Today’s costume: old cardigan, cat in lap

Baxter wonders why I don't just ask him how to spell it correctly

My writing comes to a dead stop. What is that word? The one which is kind of the like opposite of what it is saying … like the word contradicts itself. It starts with O. I struggle, trying to engage that state of mind you have when falling into sleep and suddenly you can recall the name which has eluded you all day and you have to make the choice; do I get up and write it down and risk not getting back to sleep or do I try and memorize it with the risk of waking up and having forgotten it again. I think “I can look it up” but am bone tired and the only book within arm’s reach is a tattered 1974 paperback edition of Webster’s Thesaurus with my ex-husband’s name claiming ownership on the title page. I read some of the O words: obstacle, offend, old, optional, but nothing declares itself to be the word which I seek. I question my brainpower. Is there really a word at all which aptly describes the phenomena? If so, does it really begin with an O? I am at home today with a bad headache and the inconvenience of having my sluggish heart flub every second beat. Is that why I can’t recall the word?

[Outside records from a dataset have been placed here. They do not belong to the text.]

//! Payload compression algorithms.
//!
//! Compression applies to the packet payload only (RFC 4253, section 6.2) and keeps a single
//! deflate stream per direction for the lifetime of the keys, flushed at every packet boundary.
//!
//! # Supported algorithms
//!
//! - "none" ([`NONE`])
//! - "zlib" ([`ZLIB`])
//! - "zlib@openssh.com" ([`ZLIB_OPENSSH`], compression starts only after authentication)
use crate::Result;
pub use self::zlib::{ZLIB, ZLIB_OPENSSH};

mod zlib;

/// Algorithm for payload compression.
///
/// See the [module documentation][self] for details.
pub struct CompressAlgo {
    /// Name of the algorithm.
    pub name: &'static str,
    /// Delayed algorithms stay dormant until the transport learns that the user authenticated.
    pub(crate) delayed: bool,
    pub(crate) make_compress: fn() -> Box<dyn Compress + Send>,
    pub(crate) make_decompress: fn() -> Box<dyn Decompress + Send>,
}

impl CompressAlgo {
    pub(crate) fn is_none(&self) -> bool {
        self.name == "none"
    }
}

pub(crate) trait Compress {
    fn compress(&mut self, data: &[u8]) -> Result<Vec<u8>>;
}

pub(crate) trait Decompress {
    fn decompress(&mut self, data: &[u8]) -> Result<Vec<u8>>;
}

/// "none" compression (payloads pass through untouched).
pub static NONE: CompressAlgo = CompressAlgo {
    name: "none",
    delayed: false,
    make_compress: || Box::new(Identity),
    make_decompress: || Box::new(Identity),
};

struct Identity;

impl Compress for Identity {
    fn compress(&mut self, data: &[u8]) -> Result<Vec<u8>> {
        Ok(data.to_vec())
    }
}

impl Decompress for Identity {
    fn decompress(&mut self, data: &[u8]) -> Result<Vec<u8>> {
        Ok(data.to_vec())
    }
}
pub use crate::codec::{PacketEncode, PacketDecode};
pub use crate::error::{Result, Error, AlgoNegotiateError, DisconnectError};
pub use crate::pubkey::Pubkey;
pub use crate::transport::{Transport, TransportConfig, Service, HostKeyVerifier};

pub mod cipher;
pub mod codec;
pub mod codes;
pub mod comp;
pub mod error;
pub mod kex;
pub mod mac;
pub mod pubkey;
pub mod transport;
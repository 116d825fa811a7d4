//! Encryption and decryption algorithms.
//!
//! The SSH protocol encrypts packets with a symmetric cipher negotiated during key exchange; the
//! first algorithm on the client's list that the server also supports wins.
//!
//! # Supported algorithms
//!
//! - "chacha20-poly1305@openssh.com" ([`CHACHA20_POLY1305`])
//! - "aes128-ctr" ([`AES128_CTR`])
//! - "aes256-ctr" ([`AES256_CTR`])
//! - "none" ([`NONE`])
use derivative::Derivative;
use crate::Result;
use crate::mac::{Mac, MacVerified};
pub use self::chacha_poly::CHACHA20_POLY1305;
pub use self::none::NONE;
pub(crate) use self::none::Identity;
pub use self::stream::{AES128_CTR, AES256_CTR};

mod chacha_poly;
mod none;
mod stream;

/// Algorithm for encrypting and decrypting packets.
///
/// See the [module documentation][self] for details.
#[derive(Debug)]
pub struct CipherAlgo {
    /// Name of the algorithm.
    pub name: &'static str,
    pub(crate) block_len: usize,
    pub(crate) key_len: usize,
    pub(crate) iv_len: usize,
    pub(crate) variant: CipherAlgoVariant,
}

#[derive(Debug)]
pub(crate) enum CipherAlgoVariant {
    Standard(StandardCipherAlgo),
    Aead(AeadCipherAlgo),
}

#[derive(Derivative)]
#[derivative(Debug)]
pub(crate) struct StandardCipherAlgo {
    #[derivative(Debug = "ignore")]
    pub(crate) make_encrypt: fn(key: &[u8], iv: &[u8]) -> Box<dyn Encrypt + Send>,
    #[derivative(Debug = "ignore")]
    pub(crate) make_decrypt: fn(key: &[u8], iv: &[u8]) -> Box<dyn Decrypt + Send>,
}

#[derive(Derivative)]
#[derivative(Debug)]
pub(crate) struct AeadCipherAlgo {
    pub(crate) tag_len: usize,
    #[derivative(Debug = "ignore")]
    pub(crate) make_encrypt: fn(key: &[u8], iv: &[u8]) -> Box<dyn AeadEncrypt + Send>,
    #[derivative(Debug = "ignore")]
    pub(crate) make_decrypt: fn(key: &[u8], iv: &[u8]) -> Box<dyn AeadDecrypt + Send>,
}

/// Outbound cipher state of a connection.
pub(crate) enum PacketEncrypt {
    EncryptAndMac(Box<dyn Encrypt + Send>, Box<dyn Mac + Send>),
    Aead(Box<dyn AeadEncrypt + Send>),
}

/// Inbound cipher state of a connection.
pub(crate) enum PacketDecrypt {
    EncryptAndMac(Box<dyn Decrypt + Send>, Box<dyn Mac + Send>),
    Aead(Box<dyn AeadDecrypt + Send>),
}

pub(crate) trait Encrypt {
    fn encrypt(&mut self, data: &mut [u8]);
}

pub(crate) trait Decrypt {
    fn decrypt(&mut self, data: &mut [u8]);
}

pub(crate) trait AeadEncrypt {
    fn encrypt_and_sign(&mut self, packet_seq: u64, packet: &mut [u8], tag: &mut [u8]);
}

pub(crate) trait AeadDecrypt {
    fn decrypt_packet_len(&mut self, packet_seq: u64, ciphertext: &[u8], plaintext: &mut [u8]);
    fn decrypt_and_verify(&mut self, packet_seq: u64, packet: &mut [u8], tag: &[u8]) -> Result<MacVerified>;
}

impl PacketEncrypt {
    pub fn is_aead(&self) -> bool {
        matches!(self, PacketEncrypt::Aead(_))
    }
}

impl PacketDecrypt {
    pub fn is_aead(&self) -> bool {
        matches!(self, PacketDecrypt::Aead(_))
    }
}
use hmac::{digest, Hmac};
use cipher::{KeySizeUser, KeyInit};
use std::marker::PhantomData;
use crate::error::{Result, Error};
use super::{MacAlgo, Mac, MacVerified};

/// "hmac-sha2-256" MAC from RFC 6668.
pub static HMAC_SHA2_256: MacAlgo = MacAlgo {
    name: "hmac-sha2-256",
    tag_len: 32,
    key_len: 32,
    make_mac: |key| Box::new(HmacMac::<Hmac<sha2::Sha256>>::new(key)),
};

/// "hmac-sha2-512" MAC from RFC 6668.
pub static HMAC_SHA2_512: MacAlgo = MacAlgo {
    name: "hmac-sha2-512",
    tag_len: 64,
    key_len: 64,
    make_mac: |key| Box::new(HmacMac::<Hmac<sha2::Sha512>>::new(key)),
};

struct HmacMac<M> {
    key: Vec<u8>,
    _phantom: PhantomData<M>,
}

impl<M: digest::Mac + KeySizeUser> HmacMac<M> {
    fn new(key: &[u8]) -> HmacMac<M> {
        HmacMac { key: key.into(), _phantom: PhantomData }
    }
}

impl<M: digest::Mac + KeySizeUser + KeyInit> Mac for HmacMac<M> {
    fn sign(&mut self, packet_seq: u32, plaintext: &[u8], tag: &mut [u8]) {
        let mut digest = <M as digest::Mac>::new_from_slice(&self.key).unwrap();
        digest.update(&packet_seq.to_be_bytes());
        digest.update(plaintext);
        tag.copy_from_slice(&digest.finalize().into_bytes());
    }

    fn verify(&mut self, packet_seq: u32, plaintext: &[u8], tag: &[u8]) -> Result<MacVerified> {
        let mut digest = <M as digest::Mac>::new_from_slice(&self.key).unwrap();
        digest.update(&packet_seq.to_be_bytes());
        digest.update(plaintext);
        match digest.verify_slice(tag) {
            Ok(_) => Ok(MacVerified::assertion()),
            Err(_) => Err(Error::Mac),
        }
    }
}
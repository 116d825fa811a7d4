use std::sync::Arc;
use tokio::io::{AsyncRead, AsyncReadExt as _};
use crate::error::{Error, Result};
use super::decoder::Decoder;
use super::transport::Transport;

/// The input-pumping task: reads bytes from the connection, feeds the decoder, and hands every
/// decoded packet to the supervisor. A fatal error escalates through
/// [`Transport::die`]; after the close event is set the task just winds down.
pub(crate) async fn run(
    transport: Transport,
    mut stream: Box<dyn AsyncRead + Send + Unpin>,
    mut decoder: Decoder,
) {
    log::debug!("reader task started");
    match pump(&transport, &mut stream, &mut decoder).await {
        Ok(()) => log::debug!("reader task finished"),
        Err(error) => {
            if transport.inner.close.is_set() {
                log::debug!("reader error after close: {}", error);
            } else {
                transport.die(error).await;
            }
        },
    }
}

async fn pump(
    transport: &Transport,
    stream: &mut Box<dyn AsyncRead + Send + Unpin>,
    decoder: &mut Decoder,
) -> Result<()> {
    let closed = transport.inner.close.done();
    tokio::pin!(closed);

    loop {
        while let Some(packet) = decoder.consume_packet()? {
            transport.handle(packet, decoder).await?;
        }

        tokio::select! {
            _ = &mut closed => return Ok(()),
            read = stream.read_buf(decoder.feed_buf()) => {
                let len = read.map_err(|err| Error::ReadIo(Arc::new(err)))?;
                if len == 0 {
                    return Err(Error::PeerClosed)
                }
                log::trace!("read {} bytes", len);
            },
        }
    }
}
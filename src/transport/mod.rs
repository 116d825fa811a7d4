//! The transport layer: version exchange, packet crypto, key exchange, dispatch.
pub use self::config::TransportConfig;
pub use self::service::{HostKeyVerifier, Service};
pub use self::transport::Transport;

mod config;
mod decoder;
mod encoder;
mod heartbeat;
mod kexer;
mod latch;
mod reader;
mod service;
mod transport;

#[cfg(test)]
mod tests;
use flate2::{Compression, FlushCompress, FlushDecompress, Status};
use crate::error::{Error, Result};
use super::{CompressAlgo, Compress, Decompress};

/// "zlib" compression from RFC 4253, active from the first packet after NEWKEYS.
pub static ZLIB: CompressAlgo = CompressAlgo {
    name: "zlib",
    delayed: false,
    make_compress: || Box::new(ZlibCompress::new()),
    make_decompress: || Box::new(ZlibDecompress::new()),
};

/// "zlib@openssh.com" compression as introduced by OpenSSH.
///
/// Negotiated like "zlib", but both sides keep sending uncompressed payloads until the client has
/// authenticated.
pub static ZLIB_OPENSSH: CompressAlgo = CompressAlgo {
    name: "zlib@openssh.com",
    delayed: true,
    make_compress: || Box::new(ZlibCompress::new()),
    make_decompress: || Box::new(ZlibDecompress::new()),
};

struct ZlibCompress {
    stream: flate2::Compress,
}

impl ZlibCompress {
    fn new() -> ZlibCompress {
        ZlibCompress { stream: flate2::Compress::new(Compression::default(), true) }
    }
}

impl Compress for ZlibCompress {
    fn compress(&mut self, data: &[u8]) -> Result<Vec<u8>> {
        let mut out = Vec::with_capacity(data.len() / 2 + 64);
        let mut consumed = 0;
        loop {
            if out.len() == out.capacity() {
                out.reserve(out.capacity().max(64));
            }
            let in_before = self.stream.total_in();
            let status = self.stream
                .compress_vec(&data[consumed..], &mut out, FlushCompress::Partial)
                .map_err(|_| Error::Compress("could not deflate payload"))?;
            consumed += (self.stream.total_in() - in_before) as usize;

            match status {
                Status::StreamEnd => return Err(Error::Compress("deflate stream unexpectedly ended")),
                Status::Ok | Status::BufError => {
                    // the flush is complete once all input is consumed and the output buffer
                    // did not run full
                    if consumed == data.len() && out.len() < out.capacity() {
                        return Ok(out)
                    }
                },
            }
        }
    }
}

struct ZlibDecompress {
    stream: flate2::Decompress,
}

impl ZlibDecompress {
    fn new() -> ZlibDecompress {
        ZlibDecompress { stream: flate2::Decompress::new(true) }
    }
}

impl Decompress for ZlibDecompress {
    fn decompress(&mut self, data: &[u8]) -> Result<Vec<u8>> {
        let mut out = Vec::with_capacity(data.len() * 2 + 64);
        let mut consumed = 0;
        loop {
            if out.len() == out.capacity() {
                out.reserve(out.capacity().max(64));
            }
            let in_before = self.stream.total_in();
            let status = self.stream
                .decompress_vec(&data[consumed..], &mut out, FlushDecompress::None)
                .map_err(|_| Error::Compress("could not inflate payload"))?;
            consumed += (self.stream.total_in() - in_before) as usize;

            match status {
                Status::StreamEnd => return Err(Error::Compress("inflate stream unexpectedly ended")),
                Status::Ok | Status::BufError => {
                    if consumed == data.len() && out.len() < out.capacity() {
                        return Ok(out)
                    }
                },
            }
        }
    }
}

#[cfg(test)]
mod tests {
    use super::*;

    #[test]
    fn test_roundtrip_across_packets() {
        let mut c = ZlibCompress::new();
        let mut d = ZlibDecompress::new();

        // the deflate stream spans packets, so packets must be decompressed in order
        for payload in [&b"hello world"[..], &b""[..], &[0x55; 4000][..], &b"goodbye"[..]] {
            let compressed = c.compress(payload).unwrap();
            let decompressed = d.decompress(&compressed).unwrap();
            assert_eq!(decompressed.as_slice(), payload);
        }
    }

    #[test]
    fn test_compressible_payload_shrinks() {
        let mut c = ZlibCompress::new();
        let compressed = c.compress(&[0x11; 32 * 1024]).unwrap();
        assert!(compressed.len() < 1024);
    }

    #[test]
    fn test_garbage_fails() {
        let mut d = ZlibDecompress::new();
        assert!(d.decompress(&[0xde, 0xad, 0xbe, 0xef, 0x00, 0x01]).is_err());
    }
}
use std::fmt;
use std::sync::Arc;
use crate::codes::disconnect;

pub type Result<T> = std::result::Result<T, Error>;

/// Error type for the whole crate.
///
/// The enum is `Clone` so that a single fatal error can be fanned out to every task and latch
/// waiter of a dying transport; I/O sources are therefore kept behind [`Arc`].
#[derive(Clone, Debug, thiserror::Error)]
#[non_exhaustive]
pub enum Error {
    #[error("cryptography error: {0}")]
    Crypto(&'static str),
    #[error("randomness error: {0}")]
    Random(&'static str),
    #[error("mac verification failed")]
    Mac,
    #[error("signature verification failed")]
    Signature,
    #[error("server host key was not accepted by any verifier")]
    HostKeyUnverified,
    #[error("protocol error: {0}")]
    Protocol(&'static str),
    #[error("server does not support SSH 2.0, identified as: {0:?}")]
    ProtocolVersion(String),
    #[error("could not decode bytes: {0}")]
    Decode(&'static str),
    #[error("could not negotiate algorithm: {0}")]
    AlgoNegotiate(AlgoNegotiateError),
    #[error("compression error: {0}")]
    Compress(&'static str),
    #[error("packet {0} not implemented")]
    PacketNotImplemented(u8),
    #[error("IO error when reading: {0}")]
    ReadIo(Arc<std::io::Error>),
    #[error("IO error when writing: {0}")]
    WriteIo(Arc<std::io::Error>),
    #[error("connection unexpectedly closed by peer")]
    PeerClosed,
    #[error("peer disconnected: {0}")]
    PeerDisconnected(DisconnectError),
    #[error("timed out waiting for {0}")]
    Timeout(&'static str),
    #[error("transport is closed")]
    TransportClosed,
}

impl Error {
    /// The disconnect reason that best describes this error, [`disconnect::UNKNOWN`] when none
    /// does. A dying transport sends a final SSH_MSG_DISCONNECT only for non-UNKNOWN reasons.
    pub fn disconnect_reason(&self) -> u32 {
        match self {
            Error::Mac => disconnect::MAC_ERROR,
            Error::Compress(_) => disconnect::COMPRESSION_ERROR,
            Error::Protocol(_) | Error::Decode(_) | Error::PacketNotImplemented(_) =>
                disconnect::PROTOCOL_ERROR,
            Error::ProtocolVersion(_) => disconnect::PROTOCOL_VERSION_NOT_SUPPORTED,
            Error::AlgoNegotiate(_) | Error::Signature | Error::Crypto(_) =>
                disconnect::KEY_EXCHANGE_FAILED,
            Error::HostKeyUnverified => disconnect::HOST_KEY_NOT_VERIFIABLE,
            _ => disconnect::UNKNOWN,
        }
    }
}

#[derive(Debug, Clone, thiserror::Error)]
#[error("for {algo_name:}, our algos are {our_algos:?}, their algos are {their_algos:?}")]
pub struct AlgoNegotiateError {
    pub algo_name: String,
    pub our_algos: Vec<String>,
    pub their_algos: Vec<String>,
}

/// The payload of SSH_MSG_DISCONNECT, ours or the peer's.
#[derive(Debug, Clone, thiserror::Error)]
pub struct DisconnectError {
    pub reason_code: u32,
    pub description: String,
    pub description_lang: String,
}

impl DisconnectError {
    /// A disconnect with reason "by application", used for ordinary user-initiated shutdown.
    pub fn by_app() -> DisconnectError {
        DisconnectError {
            reason_code: disconnect::BY_APPLICATION,
            description: "disconnected by application".into(),
            description_lang: "".into(),
        }
    }
}

impl fmt::Display for DisconnectError {
    fn fmt(&self, f: &mut fmt::Formatter) -> fmt::Result {
        write!(f, "peer returned ")?;
        if let Some(reason) = disconnect::to_str(self.reason_code) {
            write!(f, "`{}` ({})", reason, self.reason_code)?;
        } else {
            write!(f, "{}", self.reason_code)?;
        }
        if !self.description.is_empty() {
            write!(f, ": {:?}", self.description)?;
        }
        Ok(())
    }
}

Is this to become the new reality of my life? Words and phrases are becoming as elusive and unreachable as a daytime moon. I despair briefly and then recall that I have teenagers. Teenagers know everything – they remind me of this fact daily as they ridicule my forgetfulness. I hesitate. Sarah is at home with a cold and perhaps she is asleep. I rap lightly with my index knuckle and then cautiously open her door. She is lying on her belly with her head at the foot of her bed, reminiscent of those teenage girls in the comics of my youth. Those pert-nosed pony-tailed girls lying on their stomachs by a record player, kicking their slender calves as they drink ‘Cola’ from curvy glass bottles through paper straws. Sarah is wearing headphones and watching Torchwood on a portable DVD player. A swift flicker of her eyeballs is the only acknowledgement of my presence I receive. “Quick” I shout “What is that word? The one that demonstrates the opposite of what it wants to say – kind of like a contradiction in terms?” “Oxymoron” she replies instantly. As she flashes a self-satisfied grin I ascend into the raptures of relief. Sarah returns her attention to her entertainment, validated in her belief that teenagers do indeed know more than adults. Her work is done for the day.

Oxymoron: a rhetorical figure by which contradictory or incongruous terms are conjoined so as to give point to the statement or expression; an expression, in its superficial or literal meaning is self-contradictory or absurd, but involving a point.